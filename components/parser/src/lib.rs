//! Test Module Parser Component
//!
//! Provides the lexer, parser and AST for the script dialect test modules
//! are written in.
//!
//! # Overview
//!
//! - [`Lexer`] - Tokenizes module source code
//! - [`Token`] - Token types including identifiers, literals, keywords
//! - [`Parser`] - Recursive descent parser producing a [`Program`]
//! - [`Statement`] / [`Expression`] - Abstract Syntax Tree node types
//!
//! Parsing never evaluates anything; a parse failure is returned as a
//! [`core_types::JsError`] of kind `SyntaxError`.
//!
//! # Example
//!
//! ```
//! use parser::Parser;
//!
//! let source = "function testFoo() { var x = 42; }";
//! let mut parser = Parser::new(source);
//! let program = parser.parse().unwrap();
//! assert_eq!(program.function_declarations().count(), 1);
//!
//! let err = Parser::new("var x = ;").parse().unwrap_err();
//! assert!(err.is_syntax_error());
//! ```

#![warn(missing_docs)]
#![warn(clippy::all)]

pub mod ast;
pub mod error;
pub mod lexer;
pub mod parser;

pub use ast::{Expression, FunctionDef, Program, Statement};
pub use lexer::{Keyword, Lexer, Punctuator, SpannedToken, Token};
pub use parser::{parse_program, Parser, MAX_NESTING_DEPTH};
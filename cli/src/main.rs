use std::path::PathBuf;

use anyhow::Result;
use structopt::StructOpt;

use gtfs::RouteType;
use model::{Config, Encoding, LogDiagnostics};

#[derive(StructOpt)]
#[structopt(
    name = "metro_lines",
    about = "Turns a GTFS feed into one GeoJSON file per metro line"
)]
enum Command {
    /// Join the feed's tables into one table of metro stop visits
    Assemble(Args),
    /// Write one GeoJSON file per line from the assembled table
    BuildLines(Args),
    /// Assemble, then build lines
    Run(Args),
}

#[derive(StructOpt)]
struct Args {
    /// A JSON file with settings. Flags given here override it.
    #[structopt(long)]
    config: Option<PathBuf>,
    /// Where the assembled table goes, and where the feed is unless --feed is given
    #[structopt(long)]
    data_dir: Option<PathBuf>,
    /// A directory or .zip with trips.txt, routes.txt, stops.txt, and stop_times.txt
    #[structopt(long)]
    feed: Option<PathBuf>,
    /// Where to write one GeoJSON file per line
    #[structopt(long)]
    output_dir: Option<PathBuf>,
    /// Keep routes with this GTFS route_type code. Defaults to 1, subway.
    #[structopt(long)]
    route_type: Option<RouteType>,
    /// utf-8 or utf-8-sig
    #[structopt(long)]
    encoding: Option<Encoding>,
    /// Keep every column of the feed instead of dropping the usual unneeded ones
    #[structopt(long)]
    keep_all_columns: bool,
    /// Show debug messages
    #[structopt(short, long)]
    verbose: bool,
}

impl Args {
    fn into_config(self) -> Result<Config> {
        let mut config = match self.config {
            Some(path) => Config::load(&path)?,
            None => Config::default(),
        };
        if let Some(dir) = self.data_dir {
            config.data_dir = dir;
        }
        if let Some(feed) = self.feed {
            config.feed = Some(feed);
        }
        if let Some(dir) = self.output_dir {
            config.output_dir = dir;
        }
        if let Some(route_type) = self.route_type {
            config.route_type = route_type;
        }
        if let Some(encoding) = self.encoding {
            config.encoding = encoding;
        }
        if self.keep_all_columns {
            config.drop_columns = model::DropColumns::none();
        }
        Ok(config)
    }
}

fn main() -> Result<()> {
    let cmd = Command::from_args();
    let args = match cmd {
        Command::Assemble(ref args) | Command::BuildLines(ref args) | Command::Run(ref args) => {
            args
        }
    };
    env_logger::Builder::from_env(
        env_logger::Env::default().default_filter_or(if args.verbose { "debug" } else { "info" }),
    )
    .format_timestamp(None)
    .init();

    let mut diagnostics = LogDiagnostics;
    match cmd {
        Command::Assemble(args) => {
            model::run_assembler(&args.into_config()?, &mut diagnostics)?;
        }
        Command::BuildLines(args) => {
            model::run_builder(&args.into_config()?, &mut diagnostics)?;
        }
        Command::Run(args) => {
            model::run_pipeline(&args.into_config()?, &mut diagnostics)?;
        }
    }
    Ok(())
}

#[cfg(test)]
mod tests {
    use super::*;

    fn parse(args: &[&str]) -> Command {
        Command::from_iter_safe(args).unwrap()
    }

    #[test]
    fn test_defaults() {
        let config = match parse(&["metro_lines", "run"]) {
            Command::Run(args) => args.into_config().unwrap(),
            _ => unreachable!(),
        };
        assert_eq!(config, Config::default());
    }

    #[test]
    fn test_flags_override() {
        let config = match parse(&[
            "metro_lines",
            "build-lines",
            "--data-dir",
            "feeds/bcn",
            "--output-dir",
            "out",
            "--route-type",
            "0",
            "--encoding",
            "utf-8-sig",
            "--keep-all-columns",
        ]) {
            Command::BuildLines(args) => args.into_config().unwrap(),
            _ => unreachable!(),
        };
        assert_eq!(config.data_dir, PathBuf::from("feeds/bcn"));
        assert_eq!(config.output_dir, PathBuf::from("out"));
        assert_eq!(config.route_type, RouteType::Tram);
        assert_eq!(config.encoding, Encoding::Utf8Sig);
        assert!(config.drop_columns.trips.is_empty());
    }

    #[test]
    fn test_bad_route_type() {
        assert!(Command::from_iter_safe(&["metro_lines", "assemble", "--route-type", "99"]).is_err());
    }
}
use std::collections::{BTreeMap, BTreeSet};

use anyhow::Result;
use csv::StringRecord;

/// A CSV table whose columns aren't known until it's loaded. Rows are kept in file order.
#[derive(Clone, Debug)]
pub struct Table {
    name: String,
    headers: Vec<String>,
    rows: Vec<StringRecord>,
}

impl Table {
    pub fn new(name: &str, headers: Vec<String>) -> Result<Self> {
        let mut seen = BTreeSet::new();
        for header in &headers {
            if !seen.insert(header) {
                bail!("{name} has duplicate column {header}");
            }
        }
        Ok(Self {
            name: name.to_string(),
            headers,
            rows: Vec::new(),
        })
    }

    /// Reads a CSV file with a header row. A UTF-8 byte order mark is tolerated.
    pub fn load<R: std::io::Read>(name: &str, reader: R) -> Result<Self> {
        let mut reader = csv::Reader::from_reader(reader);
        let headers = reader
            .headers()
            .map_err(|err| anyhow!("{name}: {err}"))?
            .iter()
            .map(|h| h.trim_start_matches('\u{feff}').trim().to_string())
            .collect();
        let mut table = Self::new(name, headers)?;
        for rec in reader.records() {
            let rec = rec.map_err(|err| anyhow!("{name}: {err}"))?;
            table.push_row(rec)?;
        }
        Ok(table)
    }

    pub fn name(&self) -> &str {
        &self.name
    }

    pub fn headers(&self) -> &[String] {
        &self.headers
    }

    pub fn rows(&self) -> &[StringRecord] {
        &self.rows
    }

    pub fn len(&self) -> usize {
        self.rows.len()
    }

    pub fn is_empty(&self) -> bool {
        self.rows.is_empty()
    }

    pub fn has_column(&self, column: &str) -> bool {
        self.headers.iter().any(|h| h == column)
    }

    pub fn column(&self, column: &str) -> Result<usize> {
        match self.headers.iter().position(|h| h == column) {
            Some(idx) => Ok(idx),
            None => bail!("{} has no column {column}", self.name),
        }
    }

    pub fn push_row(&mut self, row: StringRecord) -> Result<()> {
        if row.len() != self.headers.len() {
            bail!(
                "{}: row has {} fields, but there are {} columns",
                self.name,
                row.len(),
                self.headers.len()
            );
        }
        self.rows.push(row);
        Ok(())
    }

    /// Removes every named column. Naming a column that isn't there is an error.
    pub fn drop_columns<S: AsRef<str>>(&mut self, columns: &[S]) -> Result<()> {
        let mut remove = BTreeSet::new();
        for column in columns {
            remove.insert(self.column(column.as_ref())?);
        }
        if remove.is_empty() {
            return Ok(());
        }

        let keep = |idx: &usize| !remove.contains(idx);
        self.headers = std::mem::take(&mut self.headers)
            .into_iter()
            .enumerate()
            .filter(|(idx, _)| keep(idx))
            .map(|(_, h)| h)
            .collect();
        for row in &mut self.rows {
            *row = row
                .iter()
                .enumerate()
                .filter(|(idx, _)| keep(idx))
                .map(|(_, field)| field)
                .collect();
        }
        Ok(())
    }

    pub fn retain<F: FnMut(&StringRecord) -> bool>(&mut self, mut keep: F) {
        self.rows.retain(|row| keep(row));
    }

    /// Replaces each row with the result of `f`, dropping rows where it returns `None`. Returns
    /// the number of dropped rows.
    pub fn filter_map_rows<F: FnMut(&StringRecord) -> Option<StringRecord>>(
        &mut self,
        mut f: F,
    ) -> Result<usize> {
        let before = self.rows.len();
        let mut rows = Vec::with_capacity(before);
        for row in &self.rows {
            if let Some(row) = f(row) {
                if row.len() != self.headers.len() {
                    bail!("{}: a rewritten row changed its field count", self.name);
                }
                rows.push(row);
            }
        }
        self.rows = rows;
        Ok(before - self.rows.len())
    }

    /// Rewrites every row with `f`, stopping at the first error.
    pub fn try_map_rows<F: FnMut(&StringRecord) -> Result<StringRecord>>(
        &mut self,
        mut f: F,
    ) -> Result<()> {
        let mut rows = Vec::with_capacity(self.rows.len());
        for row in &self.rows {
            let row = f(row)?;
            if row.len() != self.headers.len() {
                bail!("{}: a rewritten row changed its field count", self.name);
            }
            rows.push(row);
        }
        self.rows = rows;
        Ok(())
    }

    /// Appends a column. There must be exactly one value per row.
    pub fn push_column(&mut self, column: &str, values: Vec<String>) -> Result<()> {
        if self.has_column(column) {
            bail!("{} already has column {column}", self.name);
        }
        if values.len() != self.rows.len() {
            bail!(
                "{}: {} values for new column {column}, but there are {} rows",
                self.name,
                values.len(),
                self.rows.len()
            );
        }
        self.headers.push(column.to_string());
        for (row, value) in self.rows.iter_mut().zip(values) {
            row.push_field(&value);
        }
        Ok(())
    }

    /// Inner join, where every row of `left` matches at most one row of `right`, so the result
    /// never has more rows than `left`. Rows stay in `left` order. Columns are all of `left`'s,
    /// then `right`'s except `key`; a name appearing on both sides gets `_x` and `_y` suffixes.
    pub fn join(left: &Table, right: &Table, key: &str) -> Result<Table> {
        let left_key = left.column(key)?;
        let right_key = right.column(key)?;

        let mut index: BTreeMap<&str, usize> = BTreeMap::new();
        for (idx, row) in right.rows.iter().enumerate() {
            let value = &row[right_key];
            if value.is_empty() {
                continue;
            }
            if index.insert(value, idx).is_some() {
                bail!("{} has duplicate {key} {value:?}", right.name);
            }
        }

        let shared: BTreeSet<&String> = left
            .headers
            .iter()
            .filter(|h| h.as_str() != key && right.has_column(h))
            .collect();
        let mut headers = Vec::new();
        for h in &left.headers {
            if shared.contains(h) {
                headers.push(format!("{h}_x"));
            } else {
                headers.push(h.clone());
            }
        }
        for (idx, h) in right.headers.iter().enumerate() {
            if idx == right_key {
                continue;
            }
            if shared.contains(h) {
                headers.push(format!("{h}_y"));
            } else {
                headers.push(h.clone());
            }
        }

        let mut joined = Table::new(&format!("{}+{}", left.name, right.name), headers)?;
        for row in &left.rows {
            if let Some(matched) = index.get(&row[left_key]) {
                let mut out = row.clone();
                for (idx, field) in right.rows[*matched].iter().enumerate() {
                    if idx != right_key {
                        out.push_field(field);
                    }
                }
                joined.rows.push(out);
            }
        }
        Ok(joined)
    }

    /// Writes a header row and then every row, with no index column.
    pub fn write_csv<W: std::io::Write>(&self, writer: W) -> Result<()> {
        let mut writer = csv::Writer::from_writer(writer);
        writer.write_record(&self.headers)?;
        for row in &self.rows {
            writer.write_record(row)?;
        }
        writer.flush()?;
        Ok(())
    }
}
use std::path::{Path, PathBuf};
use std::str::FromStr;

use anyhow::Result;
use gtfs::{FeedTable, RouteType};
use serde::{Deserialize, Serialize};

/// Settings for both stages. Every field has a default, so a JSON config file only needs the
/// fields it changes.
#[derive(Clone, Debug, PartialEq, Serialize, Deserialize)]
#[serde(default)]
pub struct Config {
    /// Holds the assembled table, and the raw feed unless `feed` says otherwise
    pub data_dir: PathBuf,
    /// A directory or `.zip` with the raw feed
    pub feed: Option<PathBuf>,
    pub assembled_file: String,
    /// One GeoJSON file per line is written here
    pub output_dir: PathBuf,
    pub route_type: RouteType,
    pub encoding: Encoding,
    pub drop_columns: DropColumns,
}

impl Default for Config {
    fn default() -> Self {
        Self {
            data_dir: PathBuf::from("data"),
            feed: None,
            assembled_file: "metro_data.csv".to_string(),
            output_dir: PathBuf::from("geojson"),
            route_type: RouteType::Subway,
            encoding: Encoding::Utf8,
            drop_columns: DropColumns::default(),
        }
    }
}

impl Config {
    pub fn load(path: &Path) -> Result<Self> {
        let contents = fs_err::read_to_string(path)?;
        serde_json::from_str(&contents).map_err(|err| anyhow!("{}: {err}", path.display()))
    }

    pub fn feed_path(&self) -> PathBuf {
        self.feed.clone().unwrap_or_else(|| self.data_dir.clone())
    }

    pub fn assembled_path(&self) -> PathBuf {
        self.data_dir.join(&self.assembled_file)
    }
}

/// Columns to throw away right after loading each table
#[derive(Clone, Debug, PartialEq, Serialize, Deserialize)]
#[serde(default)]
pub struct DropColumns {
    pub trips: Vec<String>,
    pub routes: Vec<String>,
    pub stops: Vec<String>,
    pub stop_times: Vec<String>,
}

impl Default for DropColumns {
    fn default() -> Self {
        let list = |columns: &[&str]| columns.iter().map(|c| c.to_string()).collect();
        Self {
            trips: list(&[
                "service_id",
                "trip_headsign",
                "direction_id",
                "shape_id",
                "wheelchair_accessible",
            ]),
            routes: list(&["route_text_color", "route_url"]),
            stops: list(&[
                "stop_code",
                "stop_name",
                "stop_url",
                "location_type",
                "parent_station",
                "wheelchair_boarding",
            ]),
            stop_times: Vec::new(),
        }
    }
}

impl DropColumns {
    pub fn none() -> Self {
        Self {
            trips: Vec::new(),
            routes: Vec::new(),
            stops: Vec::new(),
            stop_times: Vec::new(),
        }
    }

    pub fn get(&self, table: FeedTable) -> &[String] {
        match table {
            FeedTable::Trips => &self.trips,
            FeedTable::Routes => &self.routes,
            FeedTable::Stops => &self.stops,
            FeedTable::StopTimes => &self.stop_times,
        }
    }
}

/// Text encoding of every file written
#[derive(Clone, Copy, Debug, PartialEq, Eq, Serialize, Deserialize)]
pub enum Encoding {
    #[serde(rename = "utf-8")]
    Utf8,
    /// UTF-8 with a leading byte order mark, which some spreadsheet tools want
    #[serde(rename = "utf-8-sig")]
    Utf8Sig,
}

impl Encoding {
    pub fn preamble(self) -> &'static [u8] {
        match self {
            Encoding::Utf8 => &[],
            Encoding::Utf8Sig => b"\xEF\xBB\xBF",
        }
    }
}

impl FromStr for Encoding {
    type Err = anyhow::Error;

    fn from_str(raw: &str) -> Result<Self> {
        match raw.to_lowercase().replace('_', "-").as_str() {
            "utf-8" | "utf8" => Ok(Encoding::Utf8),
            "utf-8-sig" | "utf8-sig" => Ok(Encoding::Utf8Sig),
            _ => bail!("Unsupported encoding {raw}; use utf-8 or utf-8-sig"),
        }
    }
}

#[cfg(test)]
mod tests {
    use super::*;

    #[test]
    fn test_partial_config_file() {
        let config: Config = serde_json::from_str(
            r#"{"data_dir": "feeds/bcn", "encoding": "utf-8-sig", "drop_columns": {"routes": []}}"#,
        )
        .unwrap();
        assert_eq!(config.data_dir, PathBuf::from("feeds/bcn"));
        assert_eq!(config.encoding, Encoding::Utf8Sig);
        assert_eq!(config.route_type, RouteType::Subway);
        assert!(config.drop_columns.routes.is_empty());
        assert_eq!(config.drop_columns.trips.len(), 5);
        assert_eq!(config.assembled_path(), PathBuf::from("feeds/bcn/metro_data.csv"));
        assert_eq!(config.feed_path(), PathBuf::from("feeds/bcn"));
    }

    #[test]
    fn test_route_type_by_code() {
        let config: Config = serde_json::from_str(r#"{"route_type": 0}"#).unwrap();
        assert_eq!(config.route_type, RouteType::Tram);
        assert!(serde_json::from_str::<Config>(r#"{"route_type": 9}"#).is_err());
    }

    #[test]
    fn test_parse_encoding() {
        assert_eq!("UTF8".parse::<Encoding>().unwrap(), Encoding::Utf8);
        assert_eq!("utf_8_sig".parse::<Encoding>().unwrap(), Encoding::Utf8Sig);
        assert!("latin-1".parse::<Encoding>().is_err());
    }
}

━━━

(WORK REQUIRED)
Find how many lines contain "impl" in the data. Write that number and nothing else.

(EXERCISE ANSWER)
8